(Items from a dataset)
■ ■ ■ ■ ■ ■ ■
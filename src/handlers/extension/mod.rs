//! Extension dispatch (spec §4.9). Frame layout: `opcode=27, string name,
//! bytes payload`. An extension that fails writes `EXT_FAILURE`, not
//! `FAILURE`, so clients can tell extension errors from protocol errors.

pub mod attest;
pub mod ecdh;
pub mod query;
pub mod rebox;

use crate::agent::AgentState;
use crate::card::CardDriver;
use crate::connection::Connection;
use crate::wire::{opcode, Reader};

pub const SUPPORTED: &[&str] = &["query", "ecdh", "rebox", "attest"];

pub async fn handle<D: CardDriver>(
    state: &mut AgentState<D>,
    conn: &mut Connection,
    payload: &[u8],
) -> Vec<u8> {
    let mut r = Reader::new(payload);
    let name = match r.read_string() {
        Ok(n) => n,
        Err(_) => return vec![opcode::EXT_FAILURE],
    };

    match name {
        b"query" => query::handle(),
        b"ecdh" => ecdh::handle(state, conn, r.remaining()),
        b"rebox" => rebox::handle(state, conn, r.remaining()),
        b"attest" => attest::handle(state, conn, r.remaining()),
        // x509-certs and anything unrecognized: stubbed as not implemented.
        _ => vec![opcode::EXT_FAILURE],
    }
}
■ ■ ■ ■ ■ ■ ■
**About this task**
What is needed is each line of the entries that contains the word "crate".

**Answer to this problem**
use crate::agent::AgentState;
use crate::card::CardDriver;
use crate::connection::Connection;
use crate::wire::{opcode, Reader};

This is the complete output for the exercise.